Understand the solar cycle
Solar activity rises and falls periodically during the 11-year solar cycle. Each cycle begins and ends with periods of low solar activity, with peaks in between. Periods of low activity and high activity are called solar minimum and solar maximum, respectively.
By historical definition, Solar Cycle 1 occurred between 1755 and 1766, sunThe current cycle is in the 25th solar cycle. However, the specific solar maximum is defined as the highest month after 13 months of smoothing. sunspot number.
Smoothed sunspot values, represented by the purple line below (from NOAA’s Solar Cycle Progress website), unlike the black curve showing monthly sunspot measurements. Because the smoothed values are calculated as a 13-month rolling average, the latest data is six months behind the current date. Therefore, a specific solar maximum cannot be confirmed until several months (perhaps a year) after it occurs. Because of this, and because it’s impossible to know how many sunspots the next month will bring, we won’t know exactly when the solar maximum occurs until several months (perhaps a year) later.
What we do know is that the peak of solar cycle 25 has exceeded the peak of solar cycle 24 in 2014. peak value.
What will happen in 2025?
In 2024, the sun will bring us a total of eclipse and spread widely aurora. Unfortunately, there won’t be any total solar eclipses in 2025, but there will be partial solar eclipses in March and September, visible in parts of North America, Europe and New Zealand. However, as solar activity continues to increase, there may be more opportunities for auroras.

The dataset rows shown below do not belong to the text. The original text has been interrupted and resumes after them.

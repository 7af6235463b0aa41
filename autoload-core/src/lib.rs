//! Prefix-based resolution of namespaced names to source files on disk.
//!
//! Namespace prefixes map to ordered lists of base directories. Resolving a
//! name tries the longest registered prefix first and reports the first
//! existing file, falling back to shorter prefixes.

mod error;
pub mod hook;
pub mod manifest;
pub mod registry;
pub mod resolver;

pub use error::{Error, Result};
pub use hook::{Autoloader, FnLoader, LoaderChain};
pub use manifest::{Manifest, NamespaceMapping};
pub use registry::{normalize_directory, normalize_prefix, NamespaceRegistry, NAMESPACE_SEPARATOR};
pub use resolver::{FileProbe, FsProbe, Resolution, Resolver, DEFAULT_EXTENSION};

/// Prelude module for commonly used types
pub mod prelude {
    pub use crate::{
        Autoloader,
        Error,
        LoaderChain,
        Manifest,
        Resolution,
        Resolver,
        Result,
    };
}
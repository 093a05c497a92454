//! Sources of creature data.
//!
//! The battle engine only ever sees [`CreatureProvider`]. The PokeAPI provider is used in
//! normal play; the in-memory provider backs offline play and every test.

pub mod memory;
pub mod pokeapi;

use crate::battle::state::EncounterPool;
use crate::errors::ProviderResult;
use crate::pokemon::Combatant;
use crate::species::SpeciesQuery;
use async_trait::async_trait;
use schema::EvolutionStage;

pub use memory::MemoryProvider;
pub use pokeapi::PokeApiProvider;

#[async_trait]
pub trait CreatureProvider: Send + Sync {
    /// Resolve one creature at full health.
    async fn fetch(&self, query: &SpeciesQuery) -> ProviderResult<Combatant>;

    /// The evolution line containing `id`, in depth-first order.
    async fn fetch_evolutions(&self, _id: u16) -> ProviderResult<Vec<EvolutionStage>> {
        Ok(Vec::new())
    }

    /// Ids an opponent may be drawn from.
    fn encounter_pool(&self, dex_limit: u16) -> EncounterPool {
        EncounterPool::Range(dex_limit)
    }
}
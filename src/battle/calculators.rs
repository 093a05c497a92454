use crate::battle::commands::BattleCommand;
use crate::battle::rules::BattleRules;
use crate::battle::state::{BattleEvent, BattleSession};
use crate::errors::{BattleResult, BattleStateError};
use crate::pokemon::Combatant;
use schema::{BattleStatus, Side};

/// Result of the damage formula for a single strike.
#[derive(Debug, Clone, Copy, PartialEq)]
pub struct DamageOutcome {
    pub damage: u16,
    /// Composed elemental multiplier, present only when a type chart is enabled.
    pub multiplier: Option<f32>,
}

/// `max(min_damage, attack - defense / 2)`, with the optional elemental multiplier applied to
/// the base value before the floor.
pub fn calculate_damage(
    attacker: &Combatant,
    defender: &Combatant,
    rules: &BattleRules,
) -> DamageOutcome {
    let base = attacker.attack() as i32 - (defender.defense() / 2) as i32;

    let multiplier = rules
        .effectiveness()
        .map(|table| table.composed(attacker.affinities(), defender.affinities()));

    let scaled = match multiplier {
        Some(multiplier) => (base as f32 * multiplier) as i32,
        None => base,
    };

    let damage = scaled
        .max(rules.min_damage as i32)
        .min(u16::MAX as i32) as u16;

    DamageOutcome { damage, multiplier }
}

/// Commands for the active combatant of `side` striking the opposing active combatant.
pub fn calculate_strike(
    session: &BattleSession,
    side: Side,
    rules: &BattleRules,
) -> BattleResult<Vec<BattleCommand>> {
    let attacker = session
        .roster(side)
        .active()
        .ok_or(BattleStateError::NoActiveCombatant(side))?;
    let defender = session
        .roster(side.opponent())
        .active()
        .ok_or(BattleStateError::NoActiveCombatant(side.opponent()))?;

    let outcome = calculate_damage(attacker, defender, rules);
    tracing::debug!(
        attacker = %attacker.name,
        defender = %defender.name,
        attack = attacker.attack(),
        defense = defender.defense(),
        damage = outcome.damage,
        multiplier = ?outcome.multiplier,
        "strike"
    );

    let mut commands = vec![BattleCommand::EmitEvent(BattleEvent::Strike {
        side,
        attacker: attacker.name.clone(),
        defender: defender.name.clone(),
        damage: outcome.damage,
        remaining_hp: defender.current_hp().saturating_sub(outcome.damage),
    })];
    if let Some(multiplier) = outcome.multiplier {
        commands.push(BattleCommand::EmitEvent(BattleEvent::Effectiveness {
            multiplier,
        }));
    }
    commands.push(BattleCommand::DealDamage {
        target: side.opponent(),
        amount: outcome.damage,
    });
    Ok(commands)
}

/// The opponent fields its roster strictly in order: the next slot, knocked out or not.
/// Running off the end of the roster is a player victory.
pub fn calculate_opponent_succession(session: &BattleSession) -> Vec<BattleCommand> {
    let roster = &session.opponent_roster;
    let next = roster.active_index() + 1;

    let mut commands = vec![BattleCommand::SetActiveIndex {
        target: Side::Opponent,
        index: next.min(roster.exhausted_index()),
    }];
    match roster.get(next) {
        Some(successor) => commands.push(BattleCommand::EmitEvent(BattleEvent::SentOut {
            side: Side::Opponent,
            name: successor.name.clone(),
        })),
        None => commands.extend(conclude(BattleStatus::PlayerVictory)),
    }
    commands
}

/// After a player knockout, the next standing member strictly after the fallen one takes
/// over. Members before it are never reconsidered mid-battle.
pub fn calculate_player_succession(session: &BattleSession) -> Vec<BattleCommand> {
    let roster = &session.player_roster;
    let next = roster.next_available_after(roster.active_index());

    let mut commands = vec![BattleCommand::SetActiveIndex {
        target: Side::Player,
        index: next,
    }];
    match roster.get(next) {
        Some(successor) => commands.push(BattleCommand::EmitEvent(BattleEvent::SentOut {
            side: Side::Player,
            name: successor.name.clone(),
        })),
        None => commands.extend(conclude(BattleStatus::PlayerDefeat)),
    }
    commands
}

fn conclude(status: BattleStatus) -> [BattleCommand; 2] {
    [
        BattleCommand::SetStatus(status),
        BattleCommand::EmitEvent(BattleEvent::BattleEnded { status }),
    ]
}

#[cfg(test)]
mod tests {
    use super::*;
    use crate::battle::effectiveness::TypeChart;
    use crate::battle::tests::common::TestCombatantBuilder;
    use pretty_assertions::assert_eq;
    use rstest::rstest;
    use schema::PokemonType;

    #[rstest]
    #[case(50, 20, 40)] // plain subtraction
    #[case(20, 10, 15)] // floor division of defense
    #[case(20, 11, 15)]
    #[case(10, 200, 10)] // defense far above attack
    #[case(0, 0, 10)] // missing stats still hit for the floor
    #[case(60, 100, 10)] // exactly zero base damage
    fn test_stat_damage(#[case] attack: u16, #[case] defense: u16, #[case] expected: u16) {
        let attacker = TestCombatantBuilder::new(1, "attacker").with_attack(attack).build();
        let defender = TestCombatantBuilder::new(2, "defender").with_defense(defense).build();

        let outcome = calculate_damage(&attacker, &defender, &BattleRules::default());
        assert_eq!(outcome.damage, expected);
        assert_eq!(outcome.multiplier, None);
    }

    #[test]
    fn test_multiplier_applies_before_floor() {
        let rules = BattleRules {
            type_chart: Some(TypeChart::Starter),
            ..BattleRules::default()
        };
        let charmander = TestCombatantBuilder::new(4, "charmander")
            .with_attack(52)
            .with_types(vec![PokemonType::Fire])
            .build();
        let bulbasaur = TestCombatantBuilder::new(1, "bulbasaur")
            .with_defense(49)
            .with_types(vec![PokemonType::Grass, PokemonType::Poison])
            .build();
        let squirtle = TestCombatantBuilder::new(7, "squirtle")
            .with_defense(65)
            .with_types(vec![PokemonType::Water])
            .build();

        // (52 - 24) * 2
        let outcome = calculate_damage(&charmander, &bulbasaur, &rules);
        assert_eq!(outcome.damage, 56);
        assert_eq!(outcome.multiplier, Some(2.0));

        // (52 - 32) * 0.5 = 10, which is also the floor
        let outcome = calculate_damage(&charmander, &squirtle, &rules);
        assert_eq!(outcome.damage, 10);
        assert_eq!(outcome.multiplier, Some(0.5));
    }

    #[test]
    fn test_repeated_affinity_counts_once() {
        let rules = BattleRules {
            type_chart: Some(TypeChart::Starter),
            ..BattleRules::default()
        };
        let attacker = TestCombatantBuilder::new(4, "charmander")
            .with_attack(60)
            .with_types(vec![PokemonType::Fire, PokemonType::Grass, PokemonType::Fire])
            .build();
        let defender = TestCombatantBuilder::new(1, "bulbasaur")
            .with_defense(40)
            .with_types(vec![PokemonType::Grass])
            .build();

        // (60 - 20) * 2
        let outcome = calculate_damage(&attacker, &defender, &rules);
        assert_eq!(attacker.affinities().len(), 2);
        assert_eq!(outcome.multiplier, Some(2.0));
        assert_eq!(outcome.damage, 80);
    }

    #[test]
    fn test_immunity_still_deals_floor_damage() {
        let rules = BattleRules {
            type_chart: Some(TypeChart::Standard),
            ..BattleRules::default()
        };
        let gastly = TestCombatantBuilder::new(92, "gastly")
            .with_types(vec![PokemonType::Ghost])
            .build();
        let rattata = TestCombatantBuilder::new(19, "rattata")
            .with_attack(120)
            .with_types(vec![PokemonType::Normal])
            .build();

        let outcome = calculate_damage(&rattata, &gastly, &rules);
        assert_eq!(outcome.multiplier, Some(0.0));
        assert_eq!(outcome.damage, 10);
    }

    #[test]
    fn test_strike_commands_target_the_other_side() {
        let session = crate::battle::tests::common::session_in_progress(
            vec![TestCombatantBuilder::new(1, "bulbasaur").with_attack(50).build()],
            vec![TestCombatantBuilder::new(4, "charmander")
                .with_defense(20)
                .with_hp(100)
                .build()],
        );

        let commands = calculate_strike(&session, Side::Player, &BattleRules::default()).unwrap();
        assert_eq!(
            commands,
            vec![
                BattleCommand::EmitEvent(BattleEvent::Strike {
                    side: Side::Player,
                    attacker: "bulbasaur".to_string(),
                    defender: "charmander".to_string(),
                    damage: 40,
                    remaining_hp: 60,
                }),
                BattleCommand::DealDamage {
                    target: Side::Opponent,
                    amount: 40,
                },
            ]
        );
    }
}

Even if peak solar maximum has passed (it may have, but we don’t know yet), 2025 will still be in the midst of a longer period of increased solar activity near solar maximum. While the exact level of solar activity cannot be predicted, sunspot numbers are expected to be high, as well as the likelihood of large solar flares and Earth-directed coronal mass ejections (CMEs) being higher. In 2024, an extreme G5 magnetic storm occurred in May, followed by a strong G4 storm in October. Another strong geomagnetic storm (G4 or above) is likely in 2025.

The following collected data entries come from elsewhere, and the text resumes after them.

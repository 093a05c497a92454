use serde::{Deserialize, Serialize};
use std::fmt;

/// Lifecycle of a battle session.
#[derive(Serialize, Deserialize, Debug, Clone, Copy, PartialEq, Eq, Hash, Default)]
pub enum BattleStatus {
    #[default]
    NotStarted,
    InProgress,
    PlayerVictory,
    PlayerDefeat,
}

impl BattleStatus {
    /// True once the battle has a winner.
    pub fn is_concluded(self) -> bool {
        matches!(self, BattleStatus::PlayerVictory | BattleStatus::PlayerDefeat)
    }
}

impl fmt::Display for BattleStatus {
    fn fmt(&self, f: &mut fmt::Formatter<'_>) -> fmt::Result {
        let display_name = match self {
            BattleStatus::NotStarted => "not started",
            BattleStatus::InProgress => "in progress",
            BattleStatus::PlayerVictory => "player victory",
            BattleStatus::PlayerDefeat => "player defeat",
        };
        write!(f, "{}", display_name)
    }
}

/// Which roster a command or event refers to.
#[derive(Serialize, Deserialize, Debug, Clone, Copy, PartialEq, Eq, Hash)]
pub enum Side {
    Player,
    Opponent,
}

impl Side {
    pub fn opponent(self) -> Side {
        match self {
            Side::Player => Side::Opponent,
            Side::Opponent => Side::Player,
        }
    }
}

impl fmt::Display for Side {
    fn fmt(&self, f: &mut fmt::Formatter<'_>) -> fmt::Result {
        match self {
            Side::Player => write!(f, "player"),
            Side::Opponent => write!(f, "opponent"),
        }
    }
}
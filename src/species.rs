use crate::battle::rules::BattleRules;
use crate::errors::{BattleResult, ProviderError};
use crate::pokemon::Combatant;
use crate::provider::CreatureProvider;
use schema::EvolutionStage;
use serde::{Deserialize, Serialize};
use std::fmt;

/// How a visitor asked for a creature: by dex number or by name.
#[derive(Debug, Clone, PartialEq, Eq, Hash, Serialize, Deserialize)]
pub enum SpeciesQuery {
    Id(u16),
    /// Always stored lowercase.
    Name(String),
}

impl SpeciesQuery {
    /// Digits become an id, anything else a lowercase name. Blank input means the first entry.
    pub fn parse(input: &str) -> Self {
        let input = input.trim().trim_start_matches('#');
        if input.is_empty() {
            return SpeciesQuery::default();
        }
        match input.parse::<u16>() {
            Ok(id) => SpeciesQuery::Id(id),
            Err(_) => SpeciesQuery::Name(input.to_lowercase()),
        }
    }

    /// The identifier as it appears in a provider URL.
    pub fn path_segment(&self) -> String {
        match self {
            SpeciesQuery::Id(id) => id.to_string(),
            SpeciesQuery::Name(name) => name.to_lowercase(),
        }
    }
}

impl Default for SpeciesQuery {
    fn default() -> Self {
        SpeciesQuery::Id(1)
    }
}

impl From<u16> for SpeciesQuery {
    fn from(id: u16) -> Self {
        SpeciesQuery::Id(id)
    }
}

impl fmt::Display for SpeciesQuery {
    fn fmt(&self, f: &mut fmt::Formatter<'_>) -> fmt::Result {
        match self {
            SpeciesQuery::Id(id) => write!(f, "#{}", id),
            SpeciesQuery::Name(name) => write!(f, "{}", name),
        }
    }
}

/// Ids of the previous and next dex entries, clipped to `1..=limit`.
pub fn neighbors(id: u16, limit: u16) -> (Option<u16>, Option<u16>) {
    let prev = (id > 1).then(|| (id - 1).min(limit));
    let next = (id < limit).then(|| id + 1);
    (prev, next)
}

/// One page of the dex: the creature asked for, its neighbours and its evolution line.
#[derive(Debug, Clone, PartialEq)]
pub struct DexPage {
    pub current: Combatant,
    pub prev: Option<Combatant>,
    pub next: Option<Combatant>,
    pub evolutions: Vec<EvolutionStage>,
}

async fn fetch_neighbor(provider: &dyn CreatureProvider, id: Option<u16>) -> Option<Combatant> {
    let id = id?;
    match provider.fetch(&SpeciesQuery::Id(id)).await {
        Ok(combatant) => Some(combatant),
        Err(err) => {
            tracing::warn!(id, error = %err, "neighbour lookup failed");
            None
        }
    }
}

/// Look a creature up for display. Only the current entry is required; neighbours and the
/// evolution chain are filled in when the provider can supply them.
pub async fn browse(
    provider: &dyn CreatureProvider,
    query: &SpeciesQuery,
    rules: &BattleRules,
) -> BattleResult<DexPage> {
    let current = provider.fetch(query).await?;
    if current.id == 0 || current.id > rules.dex_limit {
        return Err(ProviderError::OutOfRange {
            id: current.id,
            limit: rules.dex_limit,
        }
        .into());
    }

    let (prev_id, next_id) = neighbors(current.id, rules.dex_limit);
    let (prev, next, evolutions) = tokio::join!(
        fetch_neighbor(provider, prev_id),
        fetch_neighbor(provider, next_id),
        provider.fetch_evolutions(current.id),
    );

    let evolutions = evolutions.unwrap_or_else(|err| {
        tracing::warn!(id = current.id, error = %err, "evolution lookup failed");
        Vec::new()
    });

    Ok(DexPage {
        current,
        prev,
        next,
        evolutions,
    })
}
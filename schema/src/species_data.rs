use serde::{Deserialize, Serialize};

/// Highest national dex number the arena supports (the first two generations).
pub const DEX_LIMIT: u16 = 251;

/// Base stats consumed by the battle engine. Any stat the data source omits is zero.
#[derive(Debug, Clone, Copy, PartialEq, Eq, Default, Serialize, Deserialize)]
pub struct BaseStats {
    pub hp: u16,
    pub attack: u16,
    pub defense: u16,
    pub speed: u16,
}

/// Image references for a creature. Either may be missing upstream.
#[derive(Debug, Clone, PartialEq, Eq, Default, Serialize, Deserialize)]
pub struct SpriteRefs {
    /// High resolution front artwork.
    pub front: Option<String>,
    /// Back sprite, shown for the player's side of a battle.
    pub back: Option<String>,
}

/// One species in an evolution chain, in depth-first order.
#[derive(Debug, Clone, PartialEq, Eq, Serialize, Deserialize)]
pub struct EvolutionStage {
    pub id: u16,
    pub name: String,
    pub image: String,
}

Historically, large solar flares and geomagnetic storms have been more common in the waning phases that follow solar maximums. For example, Solar Cycle 24 had its largest solar flares (X13.3 and X11.9) in 2017, three years after reaching its maximum in 2014. flare One of the events of Solar Cycle 25 is the X9.0 event on October 3, 2024.
ESA’s Solar Orbiter has observed larger flares on the far side of the Sun, but the October 3 event remains the strongest ever detected by Earth-based instruments. Given the current intensity of Solar Cycle 25, more intense flares are likely to occur before the cycle ends.

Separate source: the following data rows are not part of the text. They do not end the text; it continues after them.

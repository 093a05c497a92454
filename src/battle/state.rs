use crate::errors::SessionError;
use crate::player::{Roster, ROSTER_CAPACITY};
use rand::rngs::StdRng;
use rand::{Rng, SeedableRng};
use schema::{BattleStatus, Side};
use serde::{Deserialize, Serialize};

#[derive(Serialize, Deserialize, Debug, Clone, PartialEq)]
pub enum BattleEvent {
    /// A combatant took the field, at battle start, after a switch or after a knockout.
    SentOut {
        side: Side,
        name: String,
    },
    Strike {
        side: Side,
        attacker: String,
        defender: String,
        damage: u16,
        remaining_hp: u16,
    },
    Effectiveness {
        multiplier: f32,
    },
    Fainted {
        side: Side,
        name: String,
    },
    BattleEnded {
        status: BattleStatus,
    },
    /// The session went back to the lobby. `new_opponent` records whether the player asked
    /// for a fresh encounter rather than a rematch.
    Reset {
        new_opponent: bool,
    },
}

impl BattleEvent {
    /// Formats the event into a human-readable string.
    /// Returns None for silent events that should not produce user-visible text.
    pub fn format(&self) -> Option<String> {
        match self {
            BattleEvent::SentOut { side, name } => match side {
                Side::Player => Some(format!("Go, {}!", name)),
                Side::Opponent => Some(format!("The opponent sends out {}!", name)),
            },
            BattleEvent::Strike {
                side,
                attacker,
                damage,
                ..
            } => match side {
                Side::Player => Some(format!("{} deals {} damage.", attacker, damage)),
                Side::Opponent => Some(format!("Enemy {} deals {} damage.", attacker, damage)),
            },
            BattleEvent::Effectiveness { multiplier } => match *multiplier {
                m if m > 1.0 => Some("It's super effective!".to_string()),
                m if m < 1.0 && m > 0.0 => Some("It's not very effective...".to_string()),
                m if m == 0.0 => Some("It had no effect!".to_string()),
                _ => None, // Normal effectiveness, no message
            },
            BattleEvent::Fainted { name, .. } => Some(format!("{} is KO!", name)),
            BattleEvent::BattleEnded { status } => match status {
                BattleStatus::PlayerVictory => Some("You won the battle!".to_string()),
                BattleStatus::PlayerDefeat => Some("You are out of usable Pokémon!".to_string()),
                _ => None,
            },
            BattleEvent::Reset { .. } => None,
        }
    }
}

/// Event bus for collecting the events of one engine operation.
#[derive(Debug, Clone, Default)]
pub struct EventBus {
    events: Vec<BattleEvent>,
}

impl EventBus {
    pub fn new() -> Self {
        Self { events: Vec::new() }
    }

    pub fn push(&mut self, event: BattleEvent) {
        self.events.push(event);
    }

    pub fn events(&self) -> &[BattleEvent] {
        &self.events
    }

    pub fn is_empty(&self) -> bool {
        self.events.is_empty()
    }

    pub fn len(&self) -> usize {
        self.events.len()
    }

    /// All visible events joined into the single log line shown to the player.
    pub fn log_line(&self) -> String {
        self.events
            .iter()
            .filter_map(BattleEvent::format)
            .collect::<Vec<_>>()
            .join(" | ")
    }

    /// Emit every event at debug level.
    pub fn trace(&self) {
        for event in &self.events {
            tracing::debug!(?event, "battle event");
        }
    }
}

impl std::fmt::Display for EventBus {
    /// Format the EventBus for printing. Shows debug format of all events.
    fn fmt(&self, f: &mut std::fmt::Formatter<'_>) -> std::fmt::Result {
        for event in &self.events {
            writeln!(f, "  {:?}", event)?;
        }
        Ok(())
    }
}

/// Which ids an encounter may draw from.
#[derive(Debug, Clone, PartialEq, Eq)]
pub enum EncounterPool {
    /// Every id in `1..=limit`.
    Range(u16),
    /// Only these ids, e.g. the creatures an offline dex knows about.
    Ids(Vec<u16>),
}

/// Source of opponent ids. Draws are uniform with replacement, so duplicates are allowed.
#[derive(Debug, Clone)]
pub struct EncounterRng {
    source: EncounterSource,
}

#[derive(Debug, Clone)]
enum EncounterSource {
    Random(StdRng),
    Scripted { ids: Vec<u16>, index: usize },
}

impl EncounterRng {
    pub fn new_random() -> Self {
        Self {
            source: EncounterSource::Random(StdRng::from_rng(&mut rand::rng())),
        }
    }

    pub fn from_seed(seed: u64) -> Self {
        Self {
            source: EncounterSource::Random(StdRng::seed_from_u64(seed)),
        }
    }

    /// Hands out exactly these ids in order, ignoring the pool.
    pub fn new_for_test(ids: Vec<u16>) -> Self {
        Self {
            source: EncounterSource::Scripted { ids, index: 0 },
        }
    }

    pub fn from_seed_or_random(seed: Option<u64>) -> Self {
        match seed {
            Some(seed) => Self::from_seed(seed),
            None => Self::new_random(),
        }
    }

    /// Draw the next id. `None` when the pool is empty or a scripted source ran out.
    pub fn next_id(&mut self, pool: &EncounterPool) -> Option<u16> {
        match &mut self.source {
            EncounterSource::Random(rng) => match pool {
                EncounterPool::Range(0) => None,
                EncounterPool::Range(limit) => Some(rng.random_range(1..=*limit)),
                EncounterPool::Ids(ids) if ids.is_empty() => None,
                EncounterPool::Ids(ids) => Some(ids[rng.random_range(0..ids.len())]),
            },
            EncounterSource::Scripted { ids, index } => {
                let id = ids.get(*index).copied();
                *index += 1;
                id
            }
        }
    }
}

/// The persisted snapshot of one visitor's play: both rosters, the status and the last log.
#[derive(Serialize, Deserialize, Debug, Clone, PartialEq, Eq, Default)]
pub struct BattleSession {
    pub player_roster: Roster,
    pub opponent_roster: Roster,
    pub status: BattleStatus,
    pub last_log: Option<String>,
    /// Number of the next turn to resolve; 0 while no battle is running.
    pub turn_number: u32,
}

impl BattleSession {
    pub fn new(player_roster: Roster) -> Self {
        Self {
            player_roster,
            ..Self::default()
        }
    }

    pub fn roster(&self, side: Side) -> &Roster {
        match side {
            Side::Player => &self.player_roster,
            Side::Opponent => &self.opponent_roster,
        }
    }

    pub fn roster_mut(&mut self, side: Side) -> &mut Roster {
        match side {
            Side::Player => &mut self.player_roster,
            Side::Opponent => &mut self.opponent_roster,
        }
    }

    /// Compact binary form for the session store.
    pub fn to_bytes(&self) -> Result<Vec<u8>, SessionError> {
        postcard::to_allocvec(self).map_err(|e| SessionError::Encode(e.to_string()))
    }

    pub fn from_bytes(bytes: &[u8]) -> Result<Self, SessionError> {
        let session: BattleSession =
            postcard::from_bytes(bytes).map_err(|e| SessionError::Decode(e.to_string()))?;
        session.validate()?;
        Ok(session)
    }

    pub fn to_json(&self) -> Result<String, SessionError> {
        serde_json::to_string_pretty(self).map_err(|e| SessionError::Encode(e.to_string()))
    }

    pub fn from_json(json: &str) -> Result<Self, SessionError> {
        let session: BattleSession =
            serde_json::from_str(json).map_err(|e| SessionError::Decode(e.to_string()))?;
        session.validate()?;
        Ok(session)
    }

    /// Check the data model invariants on a session that came from outside the engine.
    pub fn validate(&self) -> Result<(), SessionError> {
        for side in [Side::Player, Side::Opponent] {
            let roster = self.roster(side);
            if roster.len() > ROSTER_CAPACITY {
                return Err(SessionError::Corrupt(format!(
                    "{} roster has {} members, more than {}",
                    side,
                    roster.len(),
                    ROSTER_CAPACITY
                )));
            }
            for member in roster.members() {
                member.validate()?;
            }
            if roster.active_index() > roster.exhausted_index() {
                return Err(SessionError::Corrupt(format!(
                    "{} active index {} is beyond {} members",
                    side,
                    roster.active_index(),
                    roster.len()
                )));
            }
            if roster.active().is_some_and(|c| c.is_fainted()) && self.status == BattleStatus::InProgress {
                return Err(SessionError::Corrupt(format!(
                    "{} active combatant has fainted",
                    side
                )));
            }
        }

        match self.status {
            BattleStatus::NotStarted if !self.opponent_roster.is_empty() => Err(
                SessionError::Corrupt("opponent roster present before the battle".to_string()),
            ),
            BattleStatus::InProgress | BattleStatus::PlayerVictory
                if self.opponent_roster.len() != ROSTER_CAPACITY =>
            {
                Err(SessionError::Corrupt(format!(
                    "opponent roster has {} members",
                    self.opponent_roster.len()
                )))
            }
            BattleStatus::PlayerVictory if !self.opponent_roster.is_exhausted() => Err(
                SessionError::Corrupt("victory with opponents still standing".to_string()),
            ),
            BattleStatus::PlayerDefeat if !self.player_roster.is_exhausted() => Err(
                SessionError::Corrupt("defeat with an active player combatant".to_string()),
            ),
            _ => Ok(()),
        }
    }
}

Related: Aurora activity has just begun. That’s why the best of the Northern Lights is yet to come.
Impact of solar activity
While the 2024 solar event will bring spectacular auroras, it also has its drawbacks. An October briefing from NASA and NOAA showed that extreme geomagnetic storms in May disrupted satellite navigation systems and caused $500 million in losses to U.S. agriculture, which relies heavily on automation. Additionally, although no major outages occurred, the incident strained the global power grid.
An extreme geomagnetic storm in 2003 caused damage to my country’s power grid Sweden and South Africa. As solar activity intensifies into 2025, industries that rely on satellites and power grids remain highly alert to potential solar impacts.